What unbroker data is worth

The person-specific dossier is only the input for a run. The reusable value is the operational intelligence around brokers and removals. Cunicula now tracks that as a field model in What Data Broker Removal Runs Should Teach Cunicula.

FIG. 2Subject data versus reusable broker intelligence
DataUseCunicula value
Subject dossierNames, aliases, emails, phones, current and prior locations for one consenting personRun input. Useful for that person only. Not a dataset to sell.
Exposure mapWhich brokers had a likely match and what kind of exposure appearedShows which brokers matter for a risk profile.
Removal routeForm, email, CCPA, GDPR, DROP, suppression, deletion, manual taskTurns privacy cleanup into a repeatable work queue.
Disclosure fieldsThe exact fields a broker forces before it will process removalMeasures privacy cost. Some opt-outs require too much data.
Parent clustersWhich broker brands are controlled by the same parent or covered by one requestReduces wasted work and identifies high-leverage targets.
Failure modesHard CAPTCHA, phone callback, fax, ID request, paid-tier retention, hostile flowRanks which sites need human effort and which are not worth pretending to automate.
Verification resultWhether the listing stayed down after re-scanSeparates real removal from cosmetic or temporary suppression.
Re-listing timingWhen a removed record comes backCreates a monitoring cadence and a product reason to re-check.

The product value

A normal directory says "here are tools." A data-broker exposure lane can say "here is the removal work, ordered by value." That is much more useful.
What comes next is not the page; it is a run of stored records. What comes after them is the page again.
//! Binary frame protocol for document and presence synchronization.
//!
//! Wire format, one frame per WebSocket binary message:
//! ```text
//! ┌──────────┬─────────────────┬──────────────────────────┐
//! │ msg_type │ payload length  │ payload                  │
//! │ 1 byte   │ LEB128 varint   │ bincode (serde standard) │
//! └──────────┴─────────────────┴──────────────────────────┘
//! ```
//!
//! `decode_prefix` parses frames off a raw byte stream; `decode` expects
//! exactly one frame. Decoding never panics: bad input is a [`ProtocolError`]
//! and the caller drops the frame.
//!
//! Reference: Protocol Buffers encoding guide (Base 128 Varints)

use serde::de::DeserializeOwned;
use serde::Serialize;
use std::fmt;
use thiserror::Error;

use crate::crdt::{Document, StateVector, Update};
use crate::presence::AwarenessMessage;

/// Largest payload accepted by the decoder.
pub const MAX_FRAME_LEN: usize = 16 * 1024 * 1024;

/// Longest LEB128 encoding of a `u64`.
const MAX_VARINT_LEN: usize = 10;

/// Frame type tags.
#[derive(Debug, Clone, Copy, PartialEq, Eq, Hash)]
#[repr(u8)]
pub enum MessageType {
    /// Sender's state vector; the peer answers with what it lacks.
    SyncRequest = 1,
    /// Diff answering a `SyncRequest`.
    SyncReply = 2,
    /// Incremental update.
    Update = 3,
    /// Presence message.
    Awareness = 4,
    /// Ask for every known presence state. Empty payload.
    AwarenessQuery = 5,
    /// Relay's state vector after applying a member's update.
    SyncAck = 6,
    /// The relay discarded its replica. Empty payload.
    SessionReset = 7,
}

impl TryFrom<u8> for MessageType {
    type Error = ProtocolError;

    fn try_from(tag: u8) -> Result<Self, Self::Error> {
        Ok(match tag {
            1 => Self::SyncRequest,
            2 => Self::SyncReply,
            3 => Self::Update,
            4 => Self::Awareness,
            5 => Self::AwarenessQuery,
            6 => Self::SyncAck,
            7 => Self::SessionReset,
            other => return Err(ProtocolError::UnknownMessageType(other)),
        })
    }
}

/// A decoded protocol frame.
#[derive(Debug, Clone, PartialEq)]
pub enum Frame {
    SyncRequest(StateVector),
    SyncReply(Update),
    Update(Update),
    Awareness(AwarenessMessage),
    AwarenessQuery,
    SyncAck(StateVector),
    SessionReset,
}

impl Frame {
    pub fn message_type(&self) -> MessageType {
        match self {
            Frame::SyncRequest(_) => MessageType::SyncRequest,
            Frame::SyncReply(_) => MessageType::SyncReply,
            Frame::Update(_) => MessageType::Update,
            Frame::Awareness(_) => MessageType::Awareness,
            Frame::AwarenessQuery => MessageType::AwarenessQuery,
            Frame::SyncAck(_) => MessageType::SyncAck,
            Frame::SessionReset => MessageType::SessionReset,
        }
    }

    /// Serialize to wire format.
    pub fn encode(&self) -> Result<Vec<u8>, ProtocolError> {
        let payload = match self {
            Frame::SyncRequest(sv) | Frame::SyncAck(sv) => encode_state_vector(sv)?,
            Frame::SyncReply(update) | Frame::Update(update) => encode_update(update)?,
            Frame::Awareness(msg) => encode_payload(msg)?,
            Frame::AwarenessQuery | Frame::SessionReset => Vec::new(),
        };
        if payload.len() > MAX_FRAME_LEN {
            return Err(ProtocolError::FrameTooLarge(payload.len() as u64));
        }

        let mut out = Vec::with_capacity(1 + MAX_VARINT_LEN + payload.len());
        out.push(self.message_type() as u8);
        encode_varint(payload.len() as u64, &mut out);
        out.extend_from_slice(&payload);
        Ok(out)
    }

    /// Decode exactly one frame.
    pub fn decode(bytes: &[u8]) -> Result<Self, ProtocolError> {
        match Self::decode_prefix(bytes)? {
            None => Err(ProtocolError::Truncated),
            Some((frame, used)) if used == bytes.len() => Ok(frame),
            Some(_) => Err(ProtocolError::TrailingBytes),
        }
    }

    /// Decode the frame at the start of `bytes`.
    ///
    /// Returns `Ok(None)` if more input is needed, otherwise the frame and
    /// the number of bytes it occupied.
    pub fn decode_prefix(bytes: &[u8]) -> Result<Option<(Self, usize)>, ProtocolError> {
        let Some(&tag) = bytes.first() else {
            return Ok(None);
        };
        let msg_type = MessageType::try_from(tag)?;

        let (len, len_bytes) = match decode_varint(&bytes[1..]) {
            Ok(v) => v,
            Err(ProtocolError::Truncated) => return Ok(None),
            Err(e) => return Err(e),
        };
        if len > MAX_FRAME_LEN as u64 {
            return Err(ProtocolError::FrameTooLarge(len));
        }

        let start = 1 + len_bytes;
        let end = start + len as usize;
        if bytes.len() < end {
            return Ok(None);
        }
        let payload = &bytes[start..end];

        let frame = match msg_type {
            MessageType::SyncRequest => Frame::SyncRequest(decode_state_vector(payload)?),
            MessageType::SyncReply => Frame::SyncReply(decode_update(payload)?),
            MessageType::Update => Frame::Update(decode_update(payload)?),
            MessageType::Awareness => Frame::Awareness(decode_payload(payload)?),
            MessageType::SyncAck => Frame::SyncAck(decode_state_vector(payload)?),
            MessageType::AwarenessQuery | MessageType::SessionReset => {
                if !payload.is_empty() {
                    return Err(ProtocolError::UnexpectedPayload(msg_type));
                }
                if msg_type == MessageType::AwarenessQuery {
                    Frame::AwarenessQuery
                } else {
                    Frame::SessionReset
                }
            }
        };
        Ok(Some((frame, end)))
    }
}

// ─── Payload codecs ───────────────────────────────────────────────────

pub fn encode_update(update: &Update) -> Result<Vec<u8>, ProtocolError> {
    encode_payload(update)
}

pub fn decode_update(bytes: &[u8]) -> Result<Update, ProtocolError> {
    decode_payload(bytes)
}

/// Full-state encoding of a replica: its diff against the empty vector.
pub fn encode_snapshot(doc: &Document) -> Result<Vec<u8>, ProtocolError> {
    encode_update(&doc.snapshot())
}

/// Rebuild a replica from [`encode_snapshot`] bytes. The result has a fresh origin.
pub fn decode_snapshot(bytes: &[u8]) -> Result<Document, ProtocolError> {
    Ok(Document::from_snapshot(&decode_update(bytes)?))
}

pub fn encode_state_vector(sv: &StateVector) -> Result<Vec<u8>, ProtocolError> {
    encode_payload(sv)
}

pub fn decode_state_vector(bytes: &[u8]) -> Result<StateVector, ProtocolError> {
    decode_payload(bytes)
}

fn encode_payload<T: Serialize>(value: &T) -> Result<Vec<u8>, ProtocolError> {
    bincode::serde::encode_to_vec(value, bincode::config::standard())
        .map_err(|e| ProtocolError::Serialization(e.to_string()))
}

fn decode_payload<T: DeserializeOwned>(bytes: &[u8]) -> Result<T, ProtocolError> {
    let (value, used) = bincode::serde::decode_from_slice(bytes, bincode::config::standard())
        .map_err(|e| ProtocolError::Deserialization(e.to_string()))?;
    if used != bytes.len() {
        return Err(ProtocolError::TrailingBytes);
    }
    Ok(value)
}

// ─── Varints ──────────────────────────────────────────────────────────

/// Append `value` as unsigned LEB128.
pub fn encode_varint(mut value: u64, out: &mut Vec<u8>) {
    loop {
        let byte = (value & 0x7F) as u8;
        value >>= 7;
        if value == 0 {
            out.push(byte);
            return;
        }
        out.push(byte | 0x80);
    }
}

/// Read an unsigned LEB128 value, returning it and the bytes consumed.
pub fn decode_varint(bytes: &[u8]) -> Result<(u64, usize), ProtocolError> {
    let mut value: u64 = 0;
    for (i, &byte) in bytes.iter().enumerate().take(MAX_VARINT_LEN) {
        let bits = u64::from(byte & 0x7F);
        // the 10th byte may only carry the top bit of a u64
        if i == MAX_VARINT_LEN - 1 && bits > 1 {
            return Err(ProtocolError::VarintOverflow);
        }
        value |= bits << (7 * i);
        if byte & 0x80 == 0 {
            return Ok((value, i + 1));
        }
    }
    if bytes.len() >= MAX_VARINT_LEN {
        Err(ProtocolError::VarintOverflow)
    } else {
        Err(ProtocolError::Truncated)
    }
}

// ─── Room addressing ──────────────────────────────────────────────────

/// Kind of shared document a room holds.
#[derive(Debug, Clone, Copy, PartialEq, Eq, Hash)]
pub enum DocumentKind {
    Code,
    Note,
}

impl fmt::Display for DocumentKind {
    fn fmt(&self, f: &mut fmt::Formatter<'_>) -> fmt::Result {
        f.write_str(match self {
            DocumentKind::Code => "code",
            DocumentKind::Note => "note",
        })
    }
}

/// Room address: `{kind}-session-{session_id}`.
#[derive(Debug, Clone, PartialEq, Eq, Hash)]
pub struct RoomKey {
    pub kind: DocumentKind,
    pub session_id: String,
}

impl RoomKey {
    pub fn new(kind: DocumentKind, session_id: impl Into<String>) -> Self {
        Self { kind, session_id: session_id.into() }
    }

    pub fn code(session_id: impl Into<String>) -> Self {
        Self::new(DocumentKind::Code, session_id)
    }

    pub fn note(session_id: impl Into<String>) -> Self {
        Self::new(DocumentKind::Note, session_id)
    }

    /// Parse the string form, e.g. `note-session-42`.
    pub fn parse(s: &str) -> Result<Self, ProtocolError> {
        let invalid = || ProtocolError::InvalidRoomKey(s.to_string());
        let (kind, session_id) = s.split_once("-session-").ok_or_else(invalid)?;
        let kind = match kind {
            "code" => DocumentKind::Code,
            "note" => DocumentKind::Note,
            _ => return Err(invalid()),
        };
        let valid_id = !session_id.is_empty()
            && session_id
                .chars()
                .all(|c| c.is_ascii_alphanumeric() || c == '-' || c == '_');
        if !valid_id {
            return Err(invalid());
        }
        Ok(Self::new(kind, session_id))
    }

    /// Parse the last segment of a request path such as `/collab/code-session-7`.
    pub fn from_path(path: &str) -> Result<Self, ProtocolError> {
        let path = path.split(['?', '#']).next().unwrap_or_default();
        let segment = path
            .rsplit('/')
            .find(|s| !s.is_empty())
            .ok_or_else(|| ProtocolError::InvalidRoomKey(path.to_string()))?;
        Self::parse(segment)
    }
}

impl fmt::Display for RoomKey {
    fn fmt(&self, f: &mut fmt::Formatter<'_>) -> fmt::Result {
        write!(f, "{}-session-{}", self.kind, self.session_id)
    }
}

/// Protocol errors.
#[derive(Debug, Clone, PartialEq, Eq, Error)]
pub enum ProtocolError {
    #[error("unknown message type {0}")]
    UnknownMessageType(u8),
    #[error("truncated frame")]
    Truncated,
    #[error("varint exceeds 64 bits")]
    VarintOverflow,
    #[error("frame payload of {0} bytes exceeds limit")]
    FrameTooLarge(u64),
    #[error("trailing bytes after payload")]
    TrailingBytes,
    #[error("{0:?} frame must have an empty payload")]
    UnexpectedPayload(MessageType),
    #[error("serialization error: {0}")]
    Serialization(String),
    #[error("deserialization error: {0}")]
    Deserialization(String),
    #[error("invalid room key {0:?}")]
    InvalidRoomKey(String),
}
  • Rank brokers by exposure severity, not brand awareness.
  • Track parent companies and duplicate broker shells.
  • Track which removals actually survive a re-scan.
  • Track which removals are local, email-based, form-based, legal-request-based, or human-only.
  • Track what personal fields a user has to disclose to get a removal.
  • Compare self-hosted workflows with commercial removal services.
  • Build privacy cleanup stacks for people dealing with doxxing, harassment, scams, or old public exposure.

Where Cunicula should go next

The lane should become a small data product and public guide set:

  • A self-host unbroker guide.
  • A comparison of unbroker, DeleteMe, Incogni, Optery, EasyOptOuts, and similar services.
  • A broker exposure glossary.
  • A removal effectiveness table with parent clusters, required fields, fallback type, and re-scan result.
  • A privacy cleanup stack for people after doxxing or harassment.
  • A buyer-grade export of broker categories, removal routes, source links, and review dates.

Start with the self-host unbroker guide, read the broker intelligence field model, then compare it with the older personal information scrubbing guide.

Frequently Asked Questions

What is data broker exposure?

Data broker exposure is the practical risk created when companies collect, package, index, sell, or expose personal information such as addresses, phone numbers, relatives, emails, location signals, purchases, and public-record links.

What is the value of unbroker data?

The reusable value is not the subject dossier. The reusable value is broker intelligence: where exposure appears, which parent companies matter, which removal paths work, which fields are required, which sites block automation, and which removals survive a later re-scan.